Task to carry out
Search the records for the string "sqlx" and return each line that has it.

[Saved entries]
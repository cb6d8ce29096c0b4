// File: warden-core/src/test_utils/helpers.rs

use std::collections::{HashMap, VecDeque};
use std::sync::atomic::{AtomicUsize, Ordering};
use std::sync::{Mutex, MutexGuard};
use std::time::Duration;

use async_trait::async_trait;
use chrono::{DateTime, Utc};
use serde_json::Value;
use sqlx::postgres::PgPoolOptions;
use sqlx::{Connection, PgConnection, Pool, Postgres};
use tracing::info;
use warden_ai::{ModelProvider, ResponseSchema};
use warden_common::error::StoreError;
use warden_common::models::{HistoryRecord, Message, OutboundAction};
use warden_common::traits::repository_traits::HistoryRepository;
use warden_common::CapabilityError;

use crate::db::Database;
use crate::services::moderation::ActionExecutor;
use crate::Error;

fn lock<T>(m: &Mutex<T>) -> MutexGuard<'_, T> {
    m.lock().unwrap_or_else(|poisoned| poisoned.into_inner())
}

/// Capability double: answers each response schema from a queue of canned
/// results and records every prompt it was given.
#[derive(Default)]
pub struct ScriptedProvider {
    queues: Mutex<HashMap<String, VecDeque<Result<Value, CapabilityError>>>>,
    fallbacks: Mutex<HashMap<String, Value>>,
    delays: Mutex<HashMap<String, Duration>>,
    prompts: Mutex<Vec<(String, String)>>,
    total: AtomicUsize,
}

impl ScriptedProvider {
    pub fn new() -> Self {
        Self::default()
    }

    /// Queue one answer for `schema`.
    pub fn push(&self, schema: &str, answer: Value) {
        lock(&self.queues).entry(schema.to_string()).or_default().push_back(Ok(answer));
    }

    pub fn push_error(&self, schema: &str, error: CapabilityError) {
        lock(&self.queues).entry(schema.to_string()).or_default().push_back(Err(error));
    }

    /// Answer used whenever the queue for `schema` is empty.
    pub fn set_fallback(&self, schema: &str, answer: Value) {
        lock(&self.fallbacks).insert(schema.to_string(), answer);
    }

    pub fn set_delay(&self, schema: &str, delay: Duration) {
        lock(&self.delays).insert(schema.to_string(), delay);
    }

    pub fn calls(&self, schema: &str) -> usize {
        lock(&self.prompts).iter().filter(|(s, _)| s == schema).count()
    }

    pub fn total_calls(&self) -> usize {
        self.total.load(Ordering::SeqCst)
    }

    /// Prompts sent for `schema`, in call order.
    pub fn prompts(&self, schema: &str) -> Vec<String> {
        lock(&self.prompts)
            .iter()
            .filter(|(s, _)| s == schema)
            .map(|(_, p)| p.clone())
            .collect()
    }
}

#[async_trait]
impl ModelProvider for ScriptedProvider {
    fn name(&self) -> &str {
        "scripted"
    }

    async fn invoke(&self, prompt: &str, schema: &ResponseSchema) -> Result<Value, CapabilityError> {
        self.total.fetch_add(1, Ordering::SeqCst);
        lock(&self.prompts).push((schema.name.clone(), prompt.to_string()));

        let delay = lock(&self.delays).get(&schema.name).copied();
        if let Some(d) = delay {
            tokio::time::sleep(d).await;
        }

        let queued = lock(&self.queues).get_mut(&schema.name).and_then(|q| q.pop_front());
        match queued {
            Some(result) => result,
            None => lock(&self.fallbacks)
                .get(&schema.name)
                .cloned()
                .ok_or_else(|| CapabilityError::Provider(format!("no scripted answer for '{}'", schema.name))),
        }
    }
}

/// Executor double that keeps every action it was asked to perform.
#[derive(Default)]
pub struct RecordingExecutor {
    actions: Mutex<Vec<OutboundAction>>,
}

impl RecordingExecutor {
    pub fn new() -> Self {
        Self::default()
    }

    pub fn actions(&self) -> Vec<OutboundAction> {
        lock(&self.actions).clone()
    }
}

#[async_trait]
impl ActionExecutor for RecordingExecutor {
    async fn execute(&self, action: &OutboundAction) -> Result<(), Error> {
        lock(&self.actions).push(action.clone());
        Ok(())
    }
}

/// History store whose reads and/or writes always fail.
#[derive(Default)]
pub struct FailingHistoryStore {
    pub fail_reads: bool,
    pub fail_writes: bool,
    appends_attempted: AtomicUsize,
}

impl FailingHistoryStore {
    pub fn new(fail_reads: bool, fail_writes: bool) -> Self {
        Self {
            fail_reads,
            fail_writes,
            appends_attempted: AtomicUsize::new(0),
        }
    }

    pub fn appends_attempted(&self) -> usize {
        self.appends_attempted.load(Ordering::SeqCst)
    }
}

#[async_trait]
impl HistoryRepository for FailingHistoryStore {
    async fn append(&self, record: &HistoryRecord) -> Result<HistoryRecord, StoreError> {
        self.appends_attempted.fetch_add(1, Ordering::SeqCst);
        if self.fail_writes {
            return Err(StoreError::Unavailable("history store is down".to_string()));
        }
        Ok(record.clone())
    }

    async fn recent_window(
        &self,
        _user_id: i64,
        _group_id: i64,
        _max_count: usize,
        _max_age: chrono::Duration,
        _now: DateTime<Utc>,
    ) -> Result<Vec<HistoryRecord>, StoreError> {
        if self.fail_reads {
            return Err(StoreError::Unavailable("history store is down".to_string()));
        }
        Ok(Vec::new())
    }

    async fn prune(&self, _user_id: i64, _group_id: i64, _keep_count: usize) -> Result<u64, StoreError> {
        Ok(0)
    }

    async fn prune_all(&self, _keep_count: usize) -> Result<u64, StoreError> {
        Ok(0)
    }
}

/// A group message from `user_id` in `group_id`, sent at `created_at`.
pub fn group_message(user_id: i64, group_id: i64, text: &str, created_at: DateTime<Utc>) -> Message {
    Message {
        message_id: Some(created_at.timestamp_millis()),
        user_id,
        group_id,
        sender_name: format!("user{}", user_id),
        text: text.to_string(),
        created_at,
        reply_to_id: None,
        reply_to_text: None,
    }
}

/// Create the test database if it does not exist yet.
pub async fn ensure_test_database_exists() -> Result<(), Error> {
    let admin_url = std::env::var("DATABASE_ADMIN_URL")
        .unwrap_or_else(|_| "postgres://postgres@localhost/postgres".to_string());

    let mut conn = PgConnection::connect(&admin_url).await?;

    let test_db = "warden_test";
    let create_db_sql = format!("CREATE DATABASE {test_db};");
    match sqlx::query(&create_db_sql).execute(&mut conn).await {
        Ok(_) => info!("Created test DB '{test_db}'."),
        Err(e) => {
            // 42P04 => "duplicate_database"
            let duplicate = e
                .as_database_error()
                .and_then(|db_err| db_err.code())
                .is_some_and(|code| code == "42P04");
            if !duplicate {
                return Err(e.into());
            }
        }
    }

    Ok(())
}

/// Create a connection pool to the test DB.
/// By default looks for `TEST_DATABASE_URL` in env,
/// else uses `postgres://postgres@localhost/warden_test`.
pub async fn create_test_db_pool() -> Result<Pool<Postgres>, Error> {
    let url = std::env::var("TEST_DATABASE_URL")
        .unwrap_or_else(|_| "postgres://postgres@localhost/warden_test".to_string());

    let pool = PgPoolOptions::new()
        .max_connections(5)
        .connect(&url)
        .await?;

    Ok(pool)
}

/// Wipes out test data so each test can start fresh.
pub async fn clean_database(pool: &Pool<Postgres>) -> Result<(), Error> {
    sqlx::query(
        r#"
        TRUNCATE TABLE
            users,
            group_info,
            user_group_messages,
            suspicious_messages
        RESTART IDENTITY CASCADE;
        "#,
    )
    .execute(pool)
    .await?;

    Ok(())
}

/// Returns a migrated, empty test DB handle.
pub async fn setup_test_database() -> Result<Database, Error> {
    ensure_test_database_exists().await?;

    let pool = create_test_db_pool().await?;
    let db = Database::from_pool(pool);
    db.migrate().await?;
    clean_database(db.pool()).await?;

    Ok(db)
}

Written answer
use sqlx::postgres::PgPoolOptions;
use sqlx::{Connection, PgConnection, Pool, Postgres};
    match sqlx::query(&create_db_sql).execute(&mut conn).await {
    sqlx::query(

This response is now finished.